Bheeloora is a panchayat village in Rajasthan in western India. Administratively it is under Sagwara Tehsil of Dungarpur district, Rajasthan.

Intro 
Bheeloora is a beautiful village situated in Vaagar area of Rajasthan, surrounded by water on each side.  It is just west of the Moran River. It is a very scenic village and has a major market. It is a major revenue generating village. There is a beautiful kund 'Suryakunda' in the village with Gomukh, wherefrom a continuous flow of water can be seen. Also, a 'Vadikhand temple' of spiritual importance lies at a beautiful location midst of farms outside village.

Infrastructure 
Bheeloora is connected with main road, so there is no any transportation problem.

Education level 
Bheeloora has around 8-10 schools including a main Government Senior Secondary school, Government middle school, Gurukul secondary public school and other 5-6 private schools, etc.  Around 80% of Bheeloora's population is educated in which half of them have graduate level education.  A few people have higher level education including Doctor, CA, Engineer, Lawyer, Computer Engg, Policemen etc. Bheeloora Senior school has a record 100% result for five consecutive years in Science stream.

Economics 
Bheeloora has good financial status among all Dungarpur villages with most of its revenues from shops around the village. An ample number of people are in Kuwait earning a handsome amount of money. Youngsters are either having their own business in Bheeloora itself or working in Ahmedabad, Mumbai, or nearby cities. Many of the people also generate money by farming.

Demographics
As of the 2011 census there were 1,375 families living in Bheeloora village.

Religion 
The village has around 12 major Hindu castes and also has a good number of Muslim families and celebrating their festivals joyously. All the festival celebrate all religion together

Festivals 
Bheeloora celebrates a variety of festivals, among which most famous Hindus festival are Holi, Diwali, Ravadi, Navratri, Dasehra, etc. Holi is one of the major attractions in Bheeloora where "Raad" (sling and stone Holi) is famous. It is on the day of Holi Festival and very famous among all surrounding villages of Bheeloora.
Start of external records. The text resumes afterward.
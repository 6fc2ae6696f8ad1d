/*
 * Copyright (c) 2003-2003-2023. Trevor Campbell and others.
 *
 * This file is part of Kelpie Flight Planner.
 *
 * Kelpie Flight Planner is free software; you can redistribute it and/or modify
 * it under the terms of the GNU General Public License as published by
 * the Free Software Foundation; either version 2 of the License, or
 * (at your option) any later version.
 *
 * Kelpie Flight Planner is distributed in the hope that it will be useful,
 * but WITHOUT ANY WARRANTY; without even the implied warranty of
 * MERCHANTABILITY or FITNESS FOR A PARTICULAR PURPOSE.  See the
 * GNU General Public License for more details.
 *
 * You should have received a copy of the GNU General Public License
 * along with Kelpie Flight Planner; if not, write to the Free Software
 * Foundation, Inc., 59 Temple Place, Suite 330, Boston, MA  02111-1307  USA
 *
 * Contributors:
 *      Trevor Campbell
 *
 */

use std::{
    str::FromStr,
    sync::{Arc, RwLock},
};

use lazy_static::lazy_static;
use log::warn;
use preferences::{AppInfo, Preferences, PreferencesMap};

const PREFS_PATH: &str = "router";
const APP_INFO: AppInfo = AppInfo {
    name: "kelpie-flight-planner",
    author: "shartrec.com",
};

// Preference constants
pub const CORRIDOR_MARGIN: &str = "Autorouter.corridorMargin";
pub const ENTRY_RADIUS: &str = "Autorouter.entryRadius";
pub const MAX_ENTRY_NODES: &str = "Autorouter.maxEntryNodes";
pub const MAX_RADIO_LEG: &str = "Autorouter.maxRadioLeg";
pub const VOR_PREFERED: &str = "Autoplanner.vor_prefered";
pub const NDB_COST_FACTOR: &str = "Autorouter.ndbCostFactor";
pub const USE_TRACKS: &str = "Autorouter.useTracks";

lazy_static! {
    static ref MANAGER: PreferenceManager = PreferenceManager {
        preferences: {
            match PreferencesMap::<String>::load(&APP_INFO, PREFS_PATH) {
                Ok(map) => Arc::new(RwLock::new(map)),
                Err(e) => {
                    warn!("Error opening preferences {}", e);
                    Arc::new(RwLock::new(PreferencesMap::new()))
                }
            }
        },
        path: PREFS_PATH,
    };
}

pub struct PreferenceManager {
    preferences: Arc<RwLock<PreferencesMap>>,
    path: &'static str,
}

impl PreferenceManager {
    /// A store that starts empty and saves under `path`.
    pub fn with_path(path: &'static str) -> Self {
        Self {
            preferences: Arc::new(RwLock::new(PreferencesMap::new())),
            path,
        }
    }

    pub fn get<T: FromStr>(&self, key: &str) -> Option<T> {
        let prefs = self.preferences.read().ok()?;
        prefs.get(key).and_then(|s| s.parse::<T>().ok())
    }

    pub fn put<T: ToString>(&self, key: &str, value: T) {
        if let Ok(mut prefs) = self.preferences.write() {
            prefs.insert(key.to_string(), value.to_string());
        }
        self.store();
    }

    pub fn remove(&self, key: &str) {
        if let Ok(mut prefs) = self.preferences.write() {
            prefs.remove(key);
        }
        self.store();
    }

    pub fn clear(&self) {
        if let Ok(mut prefs) = self.preferences.write() {
            prefs.clear();
        }
        self.store();
    }

    fn store(&self) {
        if let Ok(prefs) = self.preferences.read() {
            if let Err(e) = prefs.save(&APP_INFO, self.path) {
                warn!("Unable to save preferences {}", e);
            }
        }
    }
}

pub fn manager() -> &'static PreferenceManager {
    &MANAGER
}

#[cfg(test)]
mod tests {
    use crate::preference;

    #[test]
    fn test_save_restore() {
        let manager = preference::PreferenceManager::with_path("kelpie-router-unit-test");

        manager.put("Test_KEY 1", "First");
        manager.put("Test_KEY 2", 1_i32);
        manager.put("Test_KEY 3", 24.66_f64);

        assert_eq!(
            manager.get::<String>("Test_KEY 1"),
            Some("First".to_string())
        );
        assert_eq!(manager.get::<i32>("Test_KEY 2"), Some(1));
        assert_eq!(manager.get::<f64>("Test_KEY 3"), Some(24.66));
        assert_eq!(manager.get::<i32>("Test_KEY 1"), None);

        manager.remove("Test_KEY 2");
        assert_eq!(manager.get::<i32>("Test_KEY 2"), None);
        manager.clear();
        assert_eq!(manager.get::<String>("Test_KEY 1"), None);
    }
}
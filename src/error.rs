/*
 * Copyright (c) 2003-2003-2023. Trevor Campbell and others.
 *
 * This file is part of Kelpie Flight Planner.
 *
 * Kelpie Flight Planner is free software; you can redistribute it and/or modify
 * it under the terms of the GNU General Public License as published by
 * the Free Software Foundation; either version 2 of the License, or
 * (at your option) any later version.
 *
 * Kelpie Flight Planner is distributed in the hope that it will be useful,
 * but WITHOUT ANY WARRANTY; without even the implied warranty of
 * MERCHANTABILITY or FITNESS FOR A PARTICULAR PURPOSE.  See the
 * GNU General Public License for more details.
 *
 * You should have received a copy of the GNU General Public License
 * along with Kelpie Flight Planner; if not, write to the Free Software
 * Foundation, Inc., 59 Temple Place, Suite 330, Boston, MA  02111-1307  USA
 *
 * Contributors:
 *      Trevor Campbell
 *
 */

use thiserror::Error;

/// Failure of the navigation database collaborator.
///
/// An empty answer is never an error, queries return `Ok(None)` or an empty
/// list for that.
#[derive(Debug, Error, Clone, PartialEq)]
pub enum NavDataError {
    #[error("Navigation data is not available: {0}")]
    Unavailable(String),
    #[error("Navigation data is corrupt in {table} at id {id}")]
    Corrupt { table: &'static str, id: i32 },
}

/// Errors crossing the route calculation boundary.
///
/// "No route" is not one of them, calculations report that as `Ok(false)`.
#[derive(Debug, Error, Clone, PartialEq)]
pub enum RouteError {
    #[error("Route calculation failed: {0}")]
    Query(#[from] NavDataError),
    #[error("Route calculation was cancelled")]
    Cancelled,
}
More than ten thousand people gathered together for watching the Holi's "Raad" festival.
And Muslims festival are also celebrate all people together.

Basic necessities 
Bheeloora is up to date with most of the required things in the present scenario, including electricity, water, education, all mobile services, broadband, cable, bus and transportation, bank, etc. The only thing Bheeloora does not have is a police station, which in fact is not needed as there is very low crime rate. No doubt Bheeloora has very low crime rate but police station is one of the most requirement.